*Exercise description*
Return the lines below in which the string "fixed" occurs.

(Entries taken from a collection)

//! Stylesheets. `APP_CSS` is rendered inline by the shell; `DASHBOARD_CSS`
//! is injected into `<head>` only while the war room is mounted.

pub const APP_CSS: &str = r#"
body {
    margin: 0;
    background: #0F1116;
    color: #fff;
    font-family: 'Inter', sans-serif;
}
a { color: inherit; text-decoration: none; }
.learndcx-app { min-height: 100vh; display: flex; flex-direction: column; }
.navbar {
    display: flex;
    justify-content: space-between;
    align-items: center;
    padding: 16px 32px;
    border-bottom: 1px solid rgba(255, 255, 255, 0.08);
}
.brand {
    font-size: 22px;
    font-weight: 700;
    background: linear-gradient(to right, #3B82F6, #8B5CF6);
    -webkit-background-clip: text;
    -webkit-text-fill-color: transparent;
}
.nav-links { display: flex; gap: 20px; align-items: center; }
.nav-user { color: #94A3B8; }
.nav-button, .primary-button {
    background: linear-gradient(to right, #3B82F6, #8B5CF6);
    color: white;
    border: none;
    padding: 10px 24px;
    border-radius: 12px;
    font-weight: 600;
    cursor: pointer;
}
.primary-button:disabled { opacity: 0.5; cursor: default; }
.secondary-button {
    background: rgba(255, 255, 255, 0.05);
    color: #fff;
    border: 1px solid rgba(255, 255, 255, 0.1);
    padding: 10px 24px;
    border-radius: 12px;
    cursor: pointer;
}
.page { max-width: 1100px; width: 100%; margin: 0 auto; padding: 40px 24px; box-sizing: border-box; }
.card {
    background: rgba(255, 255, 255, 0.03);
    border: 1px solid rgba(255, 255, 255, 0.06);
    border-radius: 16px;
    padding: 20px;
}
.hero { text-align: center; padding: 80px 24px 40px; }
.hero h1 { font-size: 48px; margin: 0 0 16px; }
.hero p { color: #94A3B8; font-size: 18px; }
.hero-actions { display: flex; gap: 16px; justify-content: center; margin-top: 32px; }
.ticker { display: grid; grid-template-columns: repeat(5, 1fr); gap: 16px; }
.ticker-symbol { color: #94A3B8; font-size: 14px; text-transform: uppercase; }
.ticker-price { font-size: 20px; font-weight: 600; margin: 6px 0; }
.grid-3 { display: grid; grid-template-columns: repeat(3, 1fr); gap: 16px; }
.leaderboard-row { display: flex; justify-content: space-between; padding: 12px 0; }
.accent-yellow { color: #FACC15; }
.accent-blue { color: #3B82F6; }
.accent-purple { color: #8B5CF6; }
.accent-red { color: #EF4444; }
.accent-green { color: #10B981; }
.positive { color: #10B981; }
.negative { color: #EF4444; }
.form { display: flex; flex-direction: column; gap: 12px; max-width: 420px; margin: 0 auto; }
.form input, .form select {
    background: rgba(255, 255, 255, 0.05);
    border: 1px solid rgba(255, 255, 255, 0.1);
    border-radius: 10px;
    color: #fff;
    padding: 10px 12px;
}
.form-error { color: #EF4444; }
.wizard-steps { display: flex; gap: 8px; justify-content: center; margin-bottom: 24px; }
.wizard-step { width: 32px; height: 32px; border-radius: 50%; display: grid; place-items: center; background: rgba(255, 255, 255, 0.05); }
.wizard-step.current { background: #3B82F6; }
.logo-picker { display: flex; gap: 8px; }
.logo-option { font-size: 24px; padding: 8px; border-radius: 10px; border: 1px solid transparent; background: none; cursor: pointer; }
.logo-option.selected { border-color: #3B82F6; }
.invite-code { font-family: monospace; font-size: 28px; letter-spacing: 4px; text-align: center; }
.order-panel { max-width: 480px; }
.order-type { display: flex; gap: 8px; }
.order-type button.selected { border-color: #3B82F6; }
.leverage-track { height: 6px; background: rgba(255, 255, 255, 0.1); border-radius: 3px; }
.leverage-fill { height: 100%; background: linear-gradient(to right, #3B82F6, #8B5CF6); border-radius: 3px; }
.side-buttons { display: grid; grid-template-columns: 1fr 1fr; gap: 12px; }
.long-button { background: #10B981; color: #fff; border: none; padding: 12px; border-radius: 12px; cursor: pointer; }
.short-button { background: #EF4444; color: #fff; border: none; padding: 12px; border-radius: 12px; cursor: pointer; }
.confirmation { color: #10B981; }
.futures-grid { display: grid; grid-template-columns: repeat(4, 1fr); gap: 16px; margin: 24px 0; }
.futures-card { display: flex; flex-direction: column; gap: 12px; }
.futures-header { display: flex; justify-content: space-between; align-items: center; }
.futures-stats { display: grid; grid-template-columns: 1fr 1fr; gap: 12px; }
.futures-stat { background: rgba(255, 255, 255, 0.05); border-radius: 10px; padding: 10px; }
.skeleton { background: #374151; border-radius: 6px; height: 20px; animation: pulse 1.5s infinite; }
@keyframes pulse { 50% { opacity: 0.5; } }
.grid-2 { display: grid; grid-template-columns: 1fr 1fr; gap: 16px; }
.panel-row { display: flex; justify-content: space-between; font-size: 14px; padding: 4px 0; }
.signal-item { background: rgba(255, 255, 255, 0.05); border-radius: 10px; padding: 12px; margin-bottom: 10px; color: #D1D5DB; }
.icon-button { background: none; border: none; color: #3B82F6; cursor: pointer; font-size: 18px; }
"#;

/// War-room layout, removed again when the dashboard unmounts
pub const DASHBOARD_CSS: &str = r#"
.container {
    display: flex;
    flex: 1;
    flex-direction: row;
    height: calc(100vh - 70px);
    padding: 20px;
    gap: 20px;
    justify-content: space-between;
    position: relative;
    box-sizing: border-box;
}
.left, .right {
    width: 48%;
    background: linear-gradient(145.37deg, rgba(118, 118, 118, 0.06) 0%, rgba(44, 44, 44, 0.06) 100%);
    backdrop-filter: blur(10px);
    padding: 16px;
    border-radius: 24px;
    border: 1px solid rgba(255, 255, 255, 0.08);
    display: flex;
    flex-direction: column;
}
.tradingview-widget-container { width: 100%; height: 100%; }
#tradingview_btcusdt {
    width: 100%;
    height: 100%;
    border-radius: 16px;
    overflow: hidden;
}
.chart-container {
    flex: 1;
    min-height: 0;
    position: relative;
    border-radius: 16px;
    overflow: hidden;
}
#orderBookChart { width: 100%; height: 100%; }
.right h1 {
    text-align: center;
    color: #fff;
    margin-bottom: 16px;
    font-size: 24px;
    font-weight: 600;
    background: linear-gradient(to right, #3B82F6, #8B5CF6);
    -webkit-background-clip: text;
    -webkit-text-fill-color: transparent;
}
.metrics-container {
    display: grid;
    grid-template-columns: repeat(4, 1fr);
    gap: 16px;
    margin-top: 20px;
    padding: 0 10px;
}
.metric-card {
    background: rgba(255, 255, 255, 0.03);
    border-radius: 16px;
    padding: 16px;
    color: #fff;
    border: 1px solid rgba(255, 255, 255, 0.06);
    transition: all 0.3s ease;
}
.metric-card:hover {
    transform: translateY(-2px);
    background: rgba(255, 255, 255, 0.05);
}
.metric-title { color: #94A3B8; font-size: 14px; margin-bottom: 8px; }
.metric-value {
    font-size: 20px;
    font-weight: 600;
    background: linear-gradient(to right, #3B82F6, #8B5CF6);
    -webkit-background-clip: text;
    -webkit-text-fill-color: transparent;
}
.metric-value.positive {
    background: linear-gradient(to right, #10B981, #34D399);
    -webkit-background-clip: text;
    -webkit-text-fill-color: transparent;
}
.metric-value.negative {
    background: linear-gradient(to right, #EF4444, #F87171);
    -webkit-background-clip: text;
    -webkit-text-fill-color: transparent;
}
.buttons-container {
    position: fixed;
    bottom: 30px;
    left: 0;
    right: 0;
    display: flex;
    justify-content: center;
    padding: 0 40px;
    align-items: center;
    pointer-events: none;
}
.enter-position-button, .l2-button {
    background: linear-gradient(to right, #3B82F6, #8B5CF6);
    color: white;
    border: none;
    padding: 16px 40px;
    font-size: 16px;
    font-weight: 600;
    border-radius: 16px;
    cursor: pointer;
    transition: all 0.3s ease;
    backdrop-filter: blur(10px);
    pointer-events: auto;
}
.l2-button { position: fixed; bottom: 30px; right: 40px; }
.enter-position-button:hover, .l2-button:hover {
    background: linear-gradient(to right, #2563EB, #7C3AED);
    transform: translateY(-2px);
    box-shadow: 0 12px 40px rgba(59, 130, 246, 0.3);
}
"#;
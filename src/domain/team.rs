//! Team-creation wizard state.

use crate::domain::auth::TradingStats;
use crate::domain::errors::{AppError, AppResult};
use derive_more::Display;
use strum::EnumIter;

pub const MAX_TEAM_MEMBERS: usize = 4;
pub const INVITE_CODE_LEN: usize = 8;

#[derive(Debug, Clone, Copy, PartialEq, Eq, Default, Display, EnumIter)]
pub enum TeamLogo {
    #[default]
    #[display(fmt = "🛡️")]
    Shield,
    #[display(fmt = "⚡")]
    Zap,
    #[display(fmt = "🎯")]
    Target,
    #[display(fmt = "🚀")]
    Rocket,
    #[display(fmt = "👥")]
    Users,
}

impl TeamLogo {
    pub fn accent(&self) -> &'static str {
        match self {
            TeamLogo::Shield => "accent-blue",
            TeamLogo::Zap => "accent-yellow",
            TeamLogo::Target => "accent-red",
            TeamLogo::Rocket => "accent-purple",
            TeamLogo::Users => "accent-green",
        }
    }
}

#[derive(Debug, Clone, PartialEq)]
pub struct TeamMember {
    pub email: String,
    pub trading_stats: Option<TradingStats>,
}

/// Eight upper-case base-36 characters
#[derive(Debug, Clone, PartialEq, Eq, Display)]
pub struct InviteCode(String);

impl InviteCode {
    /// Expand a uniform `[0, 1)` sample into base-36 digits
    pub fn from_sample(sample: f64) -> Self {
        let mut frac = sample.clamp(0.0, 1.0 - f64::EPSILON);
        let mut code = String::with_capacity(INVITE_CODE_LEN);
        for _ in 0..INVITE_CODE_LEN {
            frac *= 36.0;
            let digit = frac.floor() as u32;
            frac -= digit as f64;
            code.push(std::char::from_digit(digit.min(35), 36).unwrap_or('0').to_ascii_uppercase());
        }
        Self(code)
    }

    pub fn value(&self) -> &str {
        &self.0
    }
}

#[derive(Debug, Clone, Copy, PartialEq, Eq, PartialOrd, Ord, Default)]
pub enum WizardStep {
    #[default]
    Identity = 1,
    Members = 2,
    Invite = 3,
}

impl WizardStep {
    pub fn number(&self) -> u8 {
        *self as u8
    }
}

#[derive(Debug, Clone, PartialEq)]
pub struct TeamData {
    pub name: String,
    pub logo: TeamLogo,
    pub members: Vec<TeamMember>,
    pub invite_code: InviteCode,
    pub created_at: u64,
}

#[derive(Debug, Clone, Copy, PartialEq)]
pub struct TeamStats {
    pub win_rate: f64,
    pub total_trades: u32,
}

impl TeamData {
    /// Invited members plus the creator
    pub fn total_members(&self) -> usize {
        self.members.len() + 1
    }

    /// Average win rate and total trades over members that have traded
    pub fn stats(&self) -> Option<TeamStats> {
        let traded: Vec<&TradingStats> = self
            .members
            .iter()
            .filter_map(|m| m.trading_stats.as_ref())
            .filter(|s| s.total_trades > 0)
            .collect();
        if traded.is_empty() {
            return None;
        }
        Some(TeamStats {
            win_rate: traded.iter().map(|s| s.win_rate).sum::<f64>() / traded.len() as f64,
            total_trades: traded.iter().map(|s| s.total_trades).sum(),
        })
    }
}

/// In-progress wizard form
#[derive(Debug, Clone, PartialEq)]
pub struct TeamDraft {
    pub step: WizardStep,
    pub name: String,
    pub logo: TeamLogo,
    members: Vec<String>,
    invite_code: Option<InviteCode>,
}

impl Default for TeamDraft {
    fn default() -> Self {
        Self {
            step: WizardStep::Identity,
            name: String::new(),
            logo: TeamLogo::default(),
            members: vec![String::new()],
            invite_code: None,
        }
    }
}

impl TeamDraft {
    pub fn members(&self) -> &[String] {
        &self.members
    }

    pub fn invite_code(&self) -> Option<&InviteCode> {
        self.invite_code.as_ref()
    }

    pub fn can_add_member(&self) -> bool {
        self.members.len() < MAX_TEAM_MEMBERS
    }

    pub fn add_member(&mut self) -> AppResult<()> {
        if !self.can_add_member() {
            return Err(AppError::Validation(format!("a team has at most {MAX_TEAM_MEMBERS} members")));
        }
        self.members.push(String::new());
        Ok(())
    }

    pub fn set_member_email(&mut self, index: usize, email: String) -> AppResult<()> {
        let slot = self
            .members
            .get_mut(index)
            .ok_or_else(|| AppError::Validation(format!("no member slot {index}")))?;
        *slot = email;
        Ok(())
    }

    /// Move to the next step; completing the last one yields the team.
    ///
    /// `sample` feeds the invite code generated when leaving the first step,
    /// `now_ms` stamps the created team.
    pub fn advance(&mut self, sample: impl FnOnce() -> f64, now_ms: u64) -> AppResult<Option<TeamData>> {
        match self.step {
            WizardStep::Identity => {
                if self.name.trim().is_empty() {
                    return Err(AppError::Validation("team name is required".to_string()));
                }
                self.invite_code = Some(InviteCode::from_sample(sample()));
                self.step = WizardStep::Members;
                Ok(None)
            }
            WizardStep::Members => {
                self.step = WizardStep::Invite;
                Ok(None)
            }
            WizardStep::Invite => {
                let invite_code = self
                    .invite_code
                    .clone()
                    .ok_or_else(|| AppError::Validation("invite code missing".to_string()))?;
                let members = self
                    .members
                    .iter()
                    .map(|e| e.trim())
                    .filter(|e| !e.is_empty())
                    .map(|e| TeamMember { email: e.to_string(), trading_stats: None })
                    .collect();
                Ok(Some(TeamData {
                    name: self.name.trim().to_string(),
                    logo: self.logo,
                    members,
                    invite_code,
                    created_at: now_ms,
                }))
            }
        }
    }
}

*Answer space*
    position: fixed;
.l2-button { position: fixed; bottom: 30px; right: 40px; }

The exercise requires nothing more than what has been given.